What is required =
When a line below contains the word "crate", copy that line.

Exercise inputs =
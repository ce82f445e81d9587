// Copyright 2025 The kms-pkcs11 Authors
// See LICENSE.txt file for terms

//! Typed attribute values and conversions between the internal byte
//! representation and the PKCS#11 template structures.

use crate::error::{Error, Result};
use crate::pkcs11::*;

pub const CK_ULONG_SIZE: usize = std::mem::size_of::<CK_ULONG>();

#[derive(Debug, Clone, Copy, PartialEq)]
pub enum AttrType {
    BoolType,
    NumType,
    StringType,
    BytesType,
}

#[derive(Debug)]
struct Attrmap<'a> {
    id: CK_ATTRIBUTE_TYPE,
    name: &'a str,
    atype: AttrType,
}

macro_rules! attrmap_element {
    ($id:expr; as $attrtype:ident) => {
        Attrmap {
            id: $id,
            name: stringify!($id),
            atype: AttrType::$attrtype,
        }
    };
}

static ATTRMAP: [Attrmap<'_>; 41] = [
    attrmap_element!(CKA_CLASS; as NumType),
    attrmap_element!(CKA_TOKEN; as BoolType),
    attrmap_element!(CKA_PRIVATE; as BoolType),
    attrmap_element!(CKA_LABEL; as StringType),
    attrmap_element!(CKA_VALUE; as BytesType),
    attrmap_element!(CKA_CERTIFICATE_TYPE; as NumType),
    attrmap_element!(CKA_ISSUER; as BytesType),
    attrmap_element!(CKA_SERIAL_NUMBER; as BytesType),
    attrmap_element!(CKA_KEY_TYPE; as NumType),
    attrmap_element!(CKA_SUBJECT; as BytesType),
    attrmap_element!(CKA_ID; as BytesType),
    attrmap_element!(CKA_SENSITIVE; as BoolType),
    attrmap_element!(CKA_ENCRYPT; as BoolType),
    attrmap_element!(CKA_DECRYPT; as BoolType),
    attrmap_element!(CKA_WRAP; as BoolType),
    attrmap_element!(CKA_UNWRAP; as BoolType),
    attrmap_element!(CKA_SIGN; as BoolType),
    attrmap_element!(CKA_SIGN_RECOVER; as BoolType),
    attrmap_element!(CKA_VERIFY; as BoolType),
    attrmap_element!(CKA_VERIFY_RECOVER; as BoolType),
    attrmap_element!(CKA_DERIVE; as BoolType),
    attrmap_element!(CKA_MODULUS; as BytesType),
    attrmap_element!(CKA_MODULUS_BITS; as NumType),
    attrmap_element!(CKA_PUBLIC_EXPONENT; as BytesType),
    attrmap_element!(CKA_PRIVATE_EXPONENT; as BytesType),
    attrmap_element!(CKA_PRIME_1; as BytesType),
    attrmap_element!(CKA_PRIME_2; as BytesType),
    attrmap_element!(CKA_EXPONENT_1; as BytesType),
    attrmap_element!(CKA_EXPONENT_2; as BytesType),
    attrmap_element!(CKA_COEFFICIENT; as BytesType),
    attrmap_element!(CKA_PUBLIC_KEY_INFO; as BytesType),
    attrmap_element!(CKA_EXTRACTABLE; as BoolType),
    attrmap_element!(CKA_LOCAL; as BoolType),
    attrmap_element!(CKA_NEVER_EXTRACTABLE; as BoolType),
    attrmap_element!(CKA_ALWAYS_SENSITIVE; as BoolType),
    attrmap_element!(CKA_MODIFIABLE; as BoolType),
    attrmap_element!(CKA_COPYABLE; as BoolType),
    attrmap_element!(CKA_DESTROYABLE; as BoolType),
    attrmap_element!(CKA_EC_PARAMS; as BytesType),
    attrmap_element!(CKA_EC_POINT; as BytesType),
    attrmap_element!(CKA_ALWAYS_AUTHENTICATE; as BoolType),
];

/// A single typed attribute value.
///
/// Booleans are stored as one byte, CK_ULONGs as native-endian
/// fixed-width integers, strings and blobs verbatim.
#[derive(Debug, Clone, PartialEq)]
pub struct Attribute {
    ck_type: CK_ATTRIBUTE_TYPE,
    attrtype: AttrType,
    value: Vec<u8>,
}

impl Attribute {
    pub fn get_type(&self) -> CK_ATTRIBUTE_TYPE {
        self.ck_type
    }

    pub fn get_attrtype(&self) -> AttrType {
        self.attrtype
    }

    pub fn get_value(&self) -> &Vec<u8> {
        &self.value
    }

    /// Checks whether a template entry selects this attribute with a
    /// byte-identical value
    pub fn match_ck_attr(&self, attr: &CK_ATTRIBUTE) -> bool {
        if self.ck_type != attr.type_ {
            return false;
        }
        match attr.to_buf() {
            Ok(buf) => buf == self.value,
            Err(_) => false,
        }
    }

    pub fn name(&self) -> String {
        for a in &ATTRMAP {
            if a.id == self.ck_type {
                return a.name.to_string();
            }
        }
        self.ck_type.to_string()
    }

    pub fn to_bool(&self) -> Result<bool> {
        if self.value.len() != 1 {
            return Err(CKR_ATTRIBUTE_VALUE_INVALID)?;
        }
        Ok(self.value[0] != 0)
    }

    pub fn to_ulong(&self) -> Result<CK_ULONG> {
        if self.value.len() != CK_ULONG_SIZE {
            return Err(CKR_ATTRIBUTE_VALUE_INVALID)?;
        }
        Ok(CK_ULONG::from_ne_bytes(self.value.as_slice().try_into()?))
    }

    pub fn to_string(&self) -> Result<String> {
        match std::str::from_utf8(&self.value) {
            Ok(s) => Ok(s.to_string()),
            Err(_) => Err(CKR_ATTRIBUTE_VALUE_INVALID)?,
        }
    }

    pub fn to_bytes(&self) -> Result<&Vec<u8>> {
        Ok(&self.value)
    }
}

macro_rules! conversion_from_type {
    (make $fn1:ident; from $rtype:ty; as $atype:ident; via $conv:ident) => {
        pub fn $fn1(t: CK_ATTRIBUTE_TYPE, val: $rtype) -> Attribute {
            Attribute {
                ck_type: t,
                attrtype: AttrType::$atype,
                value: $conv(val),
            }
        }
    };
}

fn bool_to_vec(val: bool) -> Vec<u8> {
    vec![if val { CK_TRUE } else { CK_FALSE }]
}

fn ulong_to_vec(val: CK_ULONG) -> Vec<u8> {
    Vec::from(val.to_ne_bytes())
}

fn string_to_vec(val: String) -> Vec<u8> {
    Vec::from(val.as_bytes())
}

fn bytes_to_vec(val: Vec<u8>) -> Vec<u8> {
    val
}

impl Attribute {
    conversion_from_type! {make from_bool; from bool; as BoolType; via bool_to_vec}
    conversion_from_type! {make from_ulong; from CK_ULONG; as NumType; via ulong_to_vec}
    conversion_from_type! {make from_string; from String; as StringType; via string_to_vec}
    conversion_from_type! {make from_bytes; from Vec<u8>; as BytesType; via bytes_to_vec}
}

/// Returns the declared value type for an attribute code
pub fn attr_type(t: CK_ATTRIBUTE_TYPE) -> Result<AttrType> {
    for a in &ATTRMAP {
        if a.id == t {
            return Ok(a.atype);
        }
    }
    Err(Error::not_found(t.to_string()))
}

impl CK_ATTRIBUTE {
    /// Copies the caller-provided value into an owned buffer
    pub fn to_buf(&self) -> Result<Vec<u8>> {
        if self.ulValueLen == 0 {
            return Ok(Vec::new());
        }
        if self.pValue.is_null() {
            return Err(CKR_ATTRIBUTE_VALUE_INVALID)?;
        }
        let buf: &[u8] = unsafe {
            std::slice::from_raw_parts(
                self.pValue as *const u8,
                self.ulValueLen as usize,
            )
        };
        Ok(buf.to_vec())
    }
}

Output below =
use crate::error::{Error, Result};
use crate::pkcs11::*;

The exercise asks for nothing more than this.